"Hanya itu, pertahanan negara, tidak ada yang lain," kata Asfinawati.
Selanjutnya, dalam konteks penggabungan polisi dengan TNI ia menyebut dokumen ketiga yakni TAP MPR No 7 tahun 2000 yang juga menegaskan TNI sebagai alat negara yang berperan sebagai alat pertahanan.
Ia mengatakan, di sana dikatakan tugas pokok TNI di TAP MPR No 7 tahun 2000 yaitu menegakan kedaulatan rakyat, menegakan keutuhan wilayah, serta melindungi segenap tumpah darah Indonesia dari ancaman dan gangguan terhadap keutuhan bangsa dan negara.
"Jadi tidak bisa juga TNI melindungi kita, apabila tidak ada ancaman dan gangguan terhadap bangsa dan negara. Siapa yang melindungi? Ya polisi," kata Asfinawati.

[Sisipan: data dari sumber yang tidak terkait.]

use axum::{
    extract::{Extension, State},
    Json,
};
use serde_json::{json, Value};
use tracing::debug;

use shared_models::auth::User;
use shared_models::error::AppError;
use shared_utils::extractor::{Params, Payload, Segment};
use shared_utils::AppState;

use crate::models::{BeatsQuery, DashboardQuery, DashboardSnapshot, TagRequest};
use crate::services::{DashboardService, MonitorService};

fn service(state: &AppState) -> MonitorService {
    MonitorService::new(state.kuma.clone())
}

pub async fn list_monitors(State(state): State<AppState>) -> Result<Json<Value>, AppError> {
    let monitors = service(&state).list_monitors().await?;
    Ok(Json(json!({ "monitors": monitors })))
}

pub async fn get_monitor(
    State(state): State<AppState>,
    Segment(monitor_id): Segment<i64>,
) -> Result<Json<Value>, AppError> {
    let monitor = service(&state).get_monitor(monitor_id).await?;
    Ok(Json(monitor))
}

pub async fn get_monitor_beats(
    State(state): State<AppState>,
    Segment(monitor_id): Segment<i64>,
    Params(query): Params<BeatsQuery>,
) -> Result<Json<Value>, AppError> {
    let beats = service(&state).get_beats(monitor_id, query.hours).await?;
    Ok(Json(json!({ "monitor_id": monitor_id, "hours": query.hours, "heartbeats": beats })))
}

pub async fn get_monitor_cert(
    State(state): State<AppState>,
    Segment(monitor_id): Segment<i64>,
) -> Result<Json<Value>, AppError> {
    let cert = service(&state).get_cert(monitor_id).await?;
    Ok(Json(cert))
}

#[axum::debug_handler]
pub async fn get_monitor_dashboard(
    State(state): State<AppState>,
    Segment(monitor_id): Segment<i64>,
    Params(query): Params<DashboardQuery>,
) -> Result<Json<DashboardSnapshot>, AppError> {
    let snapshot = DashboardService::new(state.kuma.clone())
        .assemble(monitor_id, query.heartbeat_hours)
        .await?;
    Ok(Json(snapshot))
}

#[axum::debug_handler]
pub async fn create_monitor(
    State(state): State<AppState>,
    Extension(user): Extension<User>,
    Payload(payload): Payload<Value>,
) -> Result<Json<Value>, AppError> {
    debug!("User {} creating monitor", user.id);
    let created = service(&state).create_monitor(payload).await?;
    Ok(Json(created))
}

pub async fn update_monitor(
    State(state): State<AppState>,
    Extension(user): Extension<User>,
    Segment(monitor_id): Segment<i64>,
    Payload(payload): Payload<Value>,
) -> Result<Json<Value>, AppError> {
    debug!("User {} updating monitor {}", user.id, monitor_id);
    let updated = service(&state).update_monitor(monitor_id, payload).await?;
    Ok(Json(updated))
}

pub async fn delete_monitor(
    State(state): State<AppState>,
    Extension(user): Extension<User>,
    Segment(monitor_id): Segment<i64>,
) -> Result<Json<Value>, AppError> {
    debug!("User {} deleting monitor {}", user.id, monitor_id);
    let result = service(&state).delete_monitor(monitor_id).await?;
    Ok(Json(result))
}

pub async fn pause_monitor(
    State(state): State<AppState>,
    Segment(monitor_id): Segment<i64>,
) -> Result<Json<Value>, AppError> {
    let result = service(&state).pause_monitor(monitor_id).await?;
    Ok(Json(result))
}

pub async fn resume_monitor(
    State(state): State<AppState>,
    Segment(monitor_id): Segment<i64>,
) -> Result<Json<Value>, AppError> {
    let result = service(&state).resume_monitor(monitor_id).await?;
    Ok(Json(result))
}

pub async fn add_monitor_tag(
    State(state): State<AppState>,
    Segment(monitor_id): Segment<i64>,
    Payload(tag): Payload<TagRequest>,
) -> Result<Json<Value>, AppError> {
    let result = service(&state).add_tag(monitor_id, tag).await?;
    Ok(Json(result))
}

pub async fn delete_monitor_tag(
    State(state): State<AppState>,
    Segment(monitor_id): Segment<i64>,
    Payload(tag): Payload<TagRequest>,
) -> Result<Json<Value>, AppError> {
    let result = service(&state).delete_tag(monitor_id, tag).await?;
    Ok(Json(result))
}
use serde_json::{Map, Value};

/// Attach the entity the gateway submitted to the engine's reply, so callers
/// can compare what they sent with what was accepted.
pub fn attach(result: Value, key: &str, entity: Value) -> Value {
    let mut map = match result {
        Value::Object(map) => map,
        Value::Null => Map::new(),
        other => {
            let mut map = Map::new();
            map.insert("result".to_string(), other);
            map
        }
    };
    map.insert(key.to_string(), entity);
    Value::Object(map)
}
pub mod config;
pub mod strategy;

use serde::{Deserialize, Serialize};

pub use config::{
    validate_maintenance, MaintenanceConfig, MaintenanceSettings, MonthDay, Schedule, Submission,
    TimeOfDay, DEFAULT_TIME_RANGE,
};
pub use strategy::{Strategy, UnknownStrategy};

/// A monitor attached to a maintenance window.
#[derive(Debug, Clone, PartialEq, Serialize, Deserialize)]
pub struct MonitorRef {
    pub id: i64,
    pub name: String,
}

/// A status page a maintenance window is announced on.
#[derive(Debug, Clone, PartialEq, Serialize, Deserialize)]
pub struct StatusPageRef {
    pub id: i64,
    pub title: String,
}
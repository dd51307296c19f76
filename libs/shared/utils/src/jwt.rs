use base64::{engine::general_purpose::URL_SAFE_NO_PAD, Engine};
use chrono::{TimeZone, Utc};
use hmac::{Hmac, Mac};
use sha2::Sha256;
use tracing::debug;

use shared_models::auth::{JwtClaims, User};

type HmacSha256 = Hmac<Sha256>;

pub fn validate_token(token: &str, jwt_secret: &str) -> Result<User, String> {
    if jwt_secret.is_empty() {
        return Err("JWT secret is not set".to_string());
    }

    let parts: Vec<&str> = token.split('.').collect();
    if parts.len() != 3 {
        return Err("Invalid token format".to_string());
    }

    let (header_b64, claims_b64, signature_b64) = (parts[0], parts[1], parts[2]);

    let signature = URL_SAFE_NO_PAD.decode(signature_b64).map_err(|e| {
        debug!("Failed to decode signature: {}", e);
        "Invalid signature encoding".to_string()
    })?;

    let mut mac = HmacSha256::new_from_slice(jwt_secret.as_bytes())
        .map_err(|_| "Failed to create HMAC".to_string())?;
    mac.update(format!("{}.{}", header_b64, claims_b64).as_bytes());

    if mac.verify_slice(&signature).is_err() {
        debug!("Token signature verification failed");
        return Err("Invalid token signature".to_string());
    }

    let claims_json = URL_SAFE_NO_PAD
        .decode(claims_b64)
        .ok()
        .and_then(|bytes| String::from_utf8(bytes).ok())
        .ok_or_else(|| "Invalid claims encoding".to_string())?;

    let claims: JwtClaims = serde_json::from_str(&claims_json).map_err(|e| {
        debug!("Failed to parse claims: {}", e);
        "Invalid claims format".to_string()
    })?;

    if let Some(exp) = claims.exp {
        let now = Utc::now().timestamp() as u64;
        if exp < now {
            debug!("Token expired at {} (now: {})", exp, now);
            return Err("Token expired".to_string());
        }
    }

    let issued_at = claims
        .iat
        .and_then(|timestamp| Utc.timestamp_opt(timestamp as i64, 0).single());

    let user = User {
        id: claims.sub,
        username: claims.username,
        role: claims.role,
        issued_at,
    };

    debug!("Token validated successfully for user: {}", user.id);
    Ok(user)
}

#[cfg(test)]
mod tests {
    use super::*;
    use crate::test_utils::{JwtTestUtils, TestUser};
    use assert_matches::assert_matches;

    const SECRET: &str = "unit-test-secret";

    #[test]
    fn test_valid_token_round_trips_identity() {
        let user = TestUser::default();
        let token = JwtTestUtils::create_test_token(&user, SECRET, Some(1));
        let validated = validate_token(&token, SECRET).unwrap();
        assert_eq!(validated.id, user.id);
        assert_eq!(validated.username.as_deref(), Some(user.username.as_str()));
    }

    #[test]
    fn test_rejects_bad_tokens() {
        let user = TestUser::default();
        assert_eq!(
            validate_token(&JwtTestUtils::create_expired_token(&user, SECRET), SECRET).unwrap_err(),
            "Token expired"
        );
        assert_matches!(
            validate_token(&JwtTestUtils::create_invalid_signature_token(&user), SECRET),
            Err(ref e) if e == "Invalid token signature"
        );
        assert!(validate_token(&JwtTestUtils::create_malformed_token(), SECRET).is_err());
        assert!(validate_token("only.two", SECRET).is_err());
        assert!(validate_token("a.b.c", "").is_err());
    }
}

Ia pun mengajak para hadirin untuk membayangkan jika para narasumber dari Koalisi Masyarakat Sipil yang berporfesi sebagai Pengacara, Peneliti, dan Pengamat juga memiliki fungsi pertahanan seperti TNI
"Coba bayangkan kalau kawan-kawan saya di depan ini dikaryakan, Dwi Fungsikan tidak hanya menjadi peneliti, pengamat, serta pengacara tapi juga melindungi negara ini dari perang. Tapi kami latihannya bukan untuk itu. Dalam benak saya pasti dalam waktu singkat negara kita sudah diambil karena tidak punya professionalitas," kata Asfinawati.
Dalam penjelasannya, ia pun mengatakan perbedaan antara fungsi polisi dan TNI dalam kaitannya menjaga keamanan masyarakat dengan melihat sejarah ketika polisi dipisahkan dari ABRI.
Itu karena menurutnya, kedua lembaga itu memiliki fungsi yang sangat berbeda dengan karakter personel yang juga berbeda.
Ia pun mencontohkan situasi di negara lain.
"Di negara lain, ketika ada tentara harus perang ke luar negeri, dia harus disipilkan dalam arti dia harus mendapat pendampingan psikologis supaya tidak menganggap ini masih perang yang sama. Ini semua adalah orang yang bisa ditembak. Karena psikologis kita akan terganggu. Orang-orang yang memang dilatih agar mentalnya kuat untuk menembak, siaga, menusuk dan lain-lain. Memang bukan perannya untuk nerada di wilayah sipil," kata Asfinawati.